Programlamada iyi olmanın yolu, çok çalışmak ve zorlu problemler üzerinde kafa yormaktır. Ve zorlu problemlerle uğraşırken kendinizi motive etmenin en iyi yolu ise, sizi gerçekten heyecanlandıran bir proje üzerinde çalışmaktır.
Bu projenin bir ders ödevi olmayacağına bahse girerim. Arkadaşım Robert, üniversite öğrencisiyken yazılım geliştirerek çok şey öğrendi. Projelerinden biri, Harvard'ı Arpanet'e bağlamaktı; ilk başlarda orijinal düğümlerden biriydi ama 1984 yılına gelindiğinde bağlantısı kopmuştu. [1] Bu iş, bir ders için değil tamamen kendi gelişimi için yaptığı bir projeydi ve ne yazık ki tüm zamanını bu projeye ayırdığı için derslerini ihmal etti ve bir yıl okuldan uzaklaştırıldı. [2] Sonuçta her şey yoluna girdi ve şimdi MIT'de profesör. Ama siz belki de bu kadar uç noktalara gitmezseniz, daha mutlu olabilirsiniz; çünkü bu durum, onun o dönemde oldukça endişelenmesine neden olmuştu.
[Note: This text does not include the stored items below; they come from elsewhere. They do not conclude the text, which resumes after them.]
impl<'de> Deserialize<'de> for PrimaryBlock {
    fn deserialize<D>(deserializer: D) -> Result<Self, D::Error>
    where
        D: Deserializer<'de>,
    {
        struct PrimaryBlockVisitor;

        impl<'de> Visitor<'de> for PrimaryBlockVisitor {
            type Value = PrimaryBlock;

            fn expecting(&self, formatter: &mut fmt::Formatter) -> fmt::Result {
                formatter.write_str("PrimaryBlock")
            }

            fn visit_seq<V>(self, mut seq: V) -> Result<Self::Value, V::Error>
            where
                V: SeqAccess<'de>,
            {
                let version: DtnVersionType = seq
                    .next_element()?
                    .ok_or_else(|| de::Error::invalid_length(0, &self))?;
                let bundle_control_flags: BundleControlFlagsType = seq
                    .next_element()?
                    .ok_or_else(|| de::Error::invalid_length(1, &self))?;
                let crc_type: CrcRawType = seq
                    .next_element()?
                    .ok_or_else(|| de::Error::invalid_length(2, &self))?;
                let crc_fields = match crc_len(crc_type) {
                    Some(0) => 0,
                    Some(_) => 1,
                    None => {
                        return Err(de::Error::custom(format!("unknown crc type {}", crc_type)))
                    }
                };
                let destination: EndpointID = seq
                    .next_element()?
                    .ok_or_else(|| de::Error::invalid_length(3, &self))?;
                let source: EndpointID = seq
                    .next_element()?
                    .ok_or_else(|| de::Error::invalid_length(4, &self))?;
                let report_to: EndpointID = seq
                    .next_element()?
                    .ok_or_else(|| de::Error::invalid_length(5, &self))?;
                let creation_timestamp: CreationTimestamp = seq
                    .next_element()?
                    .ok_or_else(|| de::Error::invalid_length(6, &self))?;
                let lifetime: LifetimeType = seq
                    .next_element()?
                    .ok_or_else(|| de::Error::invalid_length(7, &self))?;

                // the optional fragment fields sit between lifetime and crc
                let has_fragment = match seq.size_hint() {
                    Some(rest) if rest == crc_fields => false,
                    Some(rest) if rest == crc_fields + 2 => true,
                    Some(rest) => return Err(de::Error::invalid_length(8 + rest, &self)),
                    None => {
                        bundle_control_flags.has(BundleControlFlags::BUNDLE_IS_FRAGMENT)
                    }
                };
                let fragment = if has_fragment {
                    let offset: FragOffsetType = seq
                        .next_element()?
                        .ok_or_else(|| de::Error::invalid_length(8, &self))?;
                    let total_adu_length: TotalDataLengthType = seq
                        .next_element()?
                        .ok_or_else(|| de::Error::invalid_length(9, &self))?;
                    Some(FragmentInfo {
                        offset,
                        total_adu_length,
                    })
                } else {
                    None
                };
                let crc_pos = if has_fragment { 10 } else { 8 };

                let crc = if crc_fields == 0 {
                    CrcValue::CrcNo
                } else {
                    let crcbuf: WireBytes = seq
                        .next_element()?
                        .ok_or_else(|| de::Error::invalid_length(crc_pos, &self))?;
                    CrcValue::from_wire(crc_type, &crcbuf.0).map_err(de::Error::custom)?
                };
                Ok(PrimaryBlock {
                    version,
                    bundle_control_flags,
                    crc,
                    destination,
                    source,
                    report_to,
                    creation_timestamp,
                    lifetime,
                    fragment,
                })
            }
        }

        deserializer.deserialize_seq(PrimaryBlockVisitor)
    }
}
impl Default for PrimaryBlock {
    fn default() -> Self {
        PrimaryBlock::new()
    }
}
impl PrimaryBlock {
    pub fn new() -> PrimaryBlock {
        PrimaryBlock {
            version: DTN_VERSION,
            bundle_control_flags: 0,
            crc: CrcValue::CrcNo,
            destination: EndpointID::new(),
            source: EndpointID::new(),
            report_to: EndpointID::new(),
            creation_timestamp: CreationTimestamp::new(),
            lifetime: 0,
            fragment: None,
        }
    }

    pub fn version(&self) -> DtnVersionType {
        self.version
    }

    pub fn has_fragmentation(&self) -> bool {
        self.is_fragment()
    }
    pub fn is_fragment(&self) -> bool {
        self.bundle_control_flags
            .has(BundleControlFlags::BUNDLE_IS_FRAGMENT)
    }
    pub fn is_administrative_record(&self) -> bool {
        self.bundle_control_flags
            .has(BundleControlFlags::BUNDLE_ADMINISTRATIVE_RECORD_PAYLOAD)
    }
    pub fn must_not_fragment(&self) -> bool {
        self.bundle_control_flags
            .has(BundleControlFlags::BUNDLE_MUST_NOT_FRAGMENTED)
    }
    pub fn request_user_application_ack(&self) -> bool {
        self.bundle_control_flags
            .has(BundleControlFlags::BUNDLE_REQUEST_USER_APPLICATION_ACK)
    }
    pub fn request_status_time(&self) -> bool {
        self.bundle_control_flags
            .has(BundleControlFlags::BUNDLE_REQUEST_STATUS_TIME)
    }
    pub fn status_request_reception(&self) -> bool {
        self.bundle_control_flags
            .has(BundleControlFlags::BUNDLE_STATUS_REQUEST_RECEPTION)
    }
    pub fn status_request_forward(&self) -> bool {
        self.bundle_control_flags
            .has(BundleControlFlags::BUNDLE_STATUS_REQUEST_FORWARD)
    }
    pub fn status_request_delivery(&self) -> bool {
        self.bundle_control_flags
            .has(BundleControlFlags::BUNDLE_STATUS_REQUEST_DELIVERY)
    }
    pub fn status_request_deletion(&self) -> bool {
        self.bundle_control_flags
            .has(BundleControlFlags::BUNDLE_STATUS_REQUEST_DELETION)
    }

    /// Whether the bundle outlived its lifetime at `now`.
    ///
    /// Bundles created without a clock (creation time 0) carry their age in a
    /// bundle age block instead and are never reported as expired here.
    pub fn is_lifetime_exceeded(&self, now: DtnTime) -> bool {
        let created = self.creation_timestamp.dtntime();
        if created == DTN_TIME_EPOCH {
            return false;
        }
        created.saturating_add(self.lifetime) <= now
    }

    /// Offset plus payload length must stay within the total ADU length.
    pub fn validate_fragment_range(&self, payload_len: u64) -> Result<(), Error> {
        if let Some(frag) = self.fragment {
            let end = frag.offset.checked_add(payload_len);
            if end.map_or(true, |end| end > frag.total_adu_length) {
                return Err(Error::FragmentRangeError {
                    offset: frag.offset,
                    payload_len,
                    total: frag.total_adu_length,
                });
            }
        }
        Ok(())
    }

    pub fn validate(&self) -> Result<(), ErrorList> {
        self.validate_with_payload_len(0)
    }

    pub(crate) fn validate_with_payload_len(&self, payload_len: u64) -> Result<(), ErrorList> {
        let mut errors: ErrorList = Vec::new();

        if self.version != DTN_VERSION {
            errors.push(Error::VersionMismatch {
                found: self.version,
            });
        }
        if crc_len(self.crc_type()).is_none() {
            errors.push(Error::InvalidCrcType(self.crc_type()));
        }
        if self.lifetime == 0 {
            errors.push(Error::InvalidLifetime);
        }

        match (self.is_fragment(), self.fragment.is_some()) {
            (true, false) => errors.push(Error::InconsistentFragmentFields(
                "is-fragment flag set but no fragment offset and total length present".to_string(),
            )),
            (false, true) => errors.push(Error::InconsistentFragmentFields(
                "fragment offset and total length present but is-fragment flag not set"
                    .to_string(),
            )),
            _ => {}
        }
        if let Err(err) = self.validate_fragment_range(payload_len) {
            errors.push(err);
        }

        for eid in [&self.destination, &self.source, &self.report_to] {
            if let Err(err) = eid.validate() {
                errors.push(err.into());
            }
        }

        if let Err(mut err) = self.bundle_control_flags.validate() {
            errors.append(&mut err);
        }

        if !errors.is_empty() {
            return Err(errors);
        }
        Ok(())
    }
}
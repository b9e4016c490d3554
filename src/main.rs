use anyhow::{bail, Context};
use bp7::administrative_record::AdministrativeRecord;
use bp7::crc::{CrcRawType, CrcTypeName, CRC_16, CRC_32, CRC_NO};
use bp7::dtntime::{DtnTime, DtnTimeHelpers};
use bp7::helpers::{hexify, rnd_bundle_with, unhexify, GeneratorConfig};
use bp7::*;
use clap::{Parser, Subcommand, ValueEnum};
use std::io::{self, Read, Write};
use std::path::{Path, PathBuf};
use tracing::{debug, info, warn};
use tracing_subscriber::EnvFilter;

/// Inspect, generate and dump BPv7 bundles.
#[derive(Parser, Debug)]
#[command(author, version, about, long_about = None)]
struct Cli {
    #[command(subcommand)]
    command: Commands,
}

#[derive(Subcommand, Debug)]
enum Commands {
    /// Print id and hex encoding of random bundles
    Rnd {
        /// TOML file with generator settings
        #[arg(short, long)]
        config: Option<PathBuf>,
        /// Number of bundles to generate
        #[arg(short = 'n', long, default_value_t = 1)]
        count: usize,
        /// Write the raw CBOR bytes to stdout instead of id and hex
        #[arg(short, long)]
        raw: bool,
    },
    /// Decode a hex encoded bundle, read from stdin when not given
    Decode {
        hex: Option<String>,
        /// Print the bundle as JSON instead of debug output
        #[arg(long, conflicts_with = "payload_only")]
        json: bool,
        /// Write only the payload bytes to stdout
        #[arg(short, long)]
        payload_only: bool,
    },
    /// Build a bundle and print its hex encoding
    Encode {
        #[arg(long)]
        src: String,
        #[arg(long)]
        dst: String,
        #[arg(long)]
        payload: String,
        #[arg(long, value_enum, default_value_t = CrcArg::No)]
        crc: CrcArg,
    },
    /// Print current dtn time, or the given dtn timestamp in human readable form
    Dtntime { ts: Option<DtnTime> },
    /// Convert a dtn timestamp into a unix timestamp in milliseconds
    D2u { ts: DtnTime },
}

#[derive(ValueEnum, Clone, Copy, Debug)]
enum CrcArg {
    #[value(name = "no")]
    No,
    #[value(name = "16")]
    Crc16,
    #[value(name = "32")]
    Crc32,
}

impl From<CrcArg> for CrcRawType {
    fn from(arg: CrcArg) -> Self {
        match arg {
            CrcArg::No => CRC_NO,
            CrcArg::Crc16 => CRC_16,
            CrcArg::Crc32 => CRC_32,
        }
    }
}

fn load_generator_config(path: &Path) -> anyhow::Result<GeneratorConfig> {
    let cfg: GeneratorConfig = config::Config::builder()
        .add_source(config::File::from(path))
        .build()
        .with_context(|| format!("failed to read configuration '{}'", path.display()))?
        .try_deserialize()
        .context("failed to parse generator configuration")?;
    Ok(cfg)
}

fn rnd(config: Option<PathBuf>, count: usize, raw: bool) -> anyhow::Result<()> {
    let cfg = match config {
        Some(path) => {
            info!("Using configuration file '{}'", path.display());
            load_generator_config(&path)?
        }
        None => GeneratorConfig::default(),
    };
    let counter = SequenceCounter::new();
    let mut stdout = io::stdout().lock();
    for _ in 0..count {
        let bndl = rnd_bundle_with(&cfg, CreationTimestamp::now(&counter))?;
        let buf = bndl.to_cbor()?;
        if raw {
            debug!("writing {} ({} bytes)", bndl.id(), buf.len());
            stdout.write_all(&buf)?;
        } else {
            writeln!(stdout, "{}", bndl.id())?;
            writeln!(stdout, "{}\n", hexify(&buf))?;
        }
    }
    stdout.flush()?;
    Ok(())
}

fn read_input(hex: Option<String>) -> anyhow::Result<Vec<u8>> {
    if let Some(hex) = hex {
        return Ok(unhexify(hex.trim())?);
    }
    let mut buf: Vec<u8> = Vec::new();
    io::stdin()
        .read_to_end(&mut buf)
        .context("error reading from stdin")?;
    // stdin may carry either hex text or the raw bundle
    match std::str::from_utf8(&buf).ok().map(str::trim) {
        Some(text) if !text.is_empty() => match unhexify(text) {
            Ok(bytes) => Ok(bytes),
            Err(_) => Ok(buf),
        },
        _ => Ok(buf),
    }
}

fn decode(hex: Option<String>, json: bool, payload_only: bool) -> anyhow::Result<()> {
    let buf = read_input(hex)?;
    debug!("decoding {} bytes", buf.len());
    match serde_cbor::from_slice::<serde_cbor::Value>(&buf) {
        Ok(value) => debug!("raw cbor: {:?}", value),
        Err(err) => debug!("input is not a single cbor item: {}", err),
    }
    let bndl = Bundle::try_from(buf.as_slice()).context("error decoding bundle")?;
    match bndl.validate() {
        Ok(()) => info!("bundle {} is valid", bndl.id()),
        Err(errors) => {
            for err in &errors {
                warn!("bundle {}: {}", bndl.id(), err);
            }
        }
    }
    if bndl.is_administrative_record() {
        match AdministrativeRecord::try_from(&bndl) {
            Ok(record) => info!("administrative record: {:?}", record),
            Err(err) => warn!("bundle {}: {}", bndl.id(), err),
        }
    }
    if payload_only {
        let payload = bndl.payload().context("bundle has no payload")?;
        let mut stdout = io::stdout().lock();
        stdout.write_all(payload)?;
        stdout.flush()?;
    } else if json {
        println!("{}", bndl.to_json()?);
    } else {
        println!("{:#?}", bndl);
    }
    Ok(())
}

fn encode(src: &str, dst: &str, payload: &str, crc: CrcArg) -> anyhow::Result<()> {
    let counter = SequenceCounter::new();
    let now = CreationTimestamp::now(&counter);
    let mut bndl = api::construct_default(src, dst, payload.as_bytes(), now)?;
    let crc_type: CrcRawType = crc.into();
    bndl.set_crc(crc_type);
    bndl.calculate_crc()?;
    if let Err(errors) = bndl.validate() {
        bail!(Error::ValidationError(errors));
    }
    debug!("encoding {} with crc {}", bndl.id(), crc_type.crc_name());
    println!("{}", hexify(&bndl.to_cbor()?));
    Ok(())
}

fn main() -> anyhow::Result<()> {
    let filter = EnvFilter::try_from_default_env().unwrap_or_else(|_| EnvFilter::new("info"));
    tracing_subscriber::fmt()
        .with_env_filter(filter)
        .with_writer(io::stderr)
        .init();

    let cli = Cli::parse();
    match cli.command {
        Commands::Rnd { config, count, raw } => rnd(config, count, raw),
        Commands::Decode {
            hex,
            json,
            payload_only,
        } => decode(hex, json, payload_only),
        Commands::Encode {
            src,
            dst,
            payload,
            crc,
        } => encode(&src, &dst, &payload, crc),
        Commands::Dtntime { ts } => {
            match ts {
                Some(ts) => println!("{}", ts.string()),
                None => println!("{}", dtn_time_now()),
            }
            Ok(())
        }
        Commands::D2u { ts } => {
            println!("{}", ts.unix());
            Ok(())
        }
    }
}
Programlamada iyi olmanın başka bir yolu da, işin ehli kişileri bulup, onların bilgilerinden faydalanmaktır. Programcılar genellikle yaptıkları işin türüne ve kullandıkları araçlara göre farklı kabileler oluştururlar ve bazı kabileler diğerlerinden daha zeki olabilir. Çevrenize bir bakın, zeki insanların ne üzerinde çalıştığını görmeye çalışın; genellikle bu durumun bir nedeni olur.
Çevrenizdeki en akıllı insanlardan bazıları profesörlerdir. Bu yüzden ilginç işleri nasıl bulabileceğinizi merak ediyorsanız, araştırma görevlisi olarak gönüllü olmayı düşünebilirsiniz. Profesörler genellikle onlara sıkıcı sistem yönetim işlerini çözebilecek kişilere kapılarını sonuna kadar açarlar. Bu durum, size fırsatları yakalama konusunda yardımcı olabilir. Ancak dikkat etmeniz gereken önemli bir nokta var, profesörler genellikle sürekli işleri aksatan veya sadece CV'lerini süslemek için bu tür işlere başvuran kişilerden çekinirler. Çünkü çoğu zaman bir asistan, iş yükünün artmasına sebep olabiliyor. Bu nedenle, sizin onlara gerçekten yardımcı olacağınızı ve işlerini hafifleteceğinizi açıkça belirtmeniz çok önemli.
Eğer 'hayır' yanıtı alırsanız asla vazgeçmeyin. Reddedilme, çoğunlukla reddedilen kişinin düşündüğünden daha az kişiseldir. Sadece ileriye bakın ve bir sonraki adıma geçin. (Bu, flört durumları için de geçerlidir.)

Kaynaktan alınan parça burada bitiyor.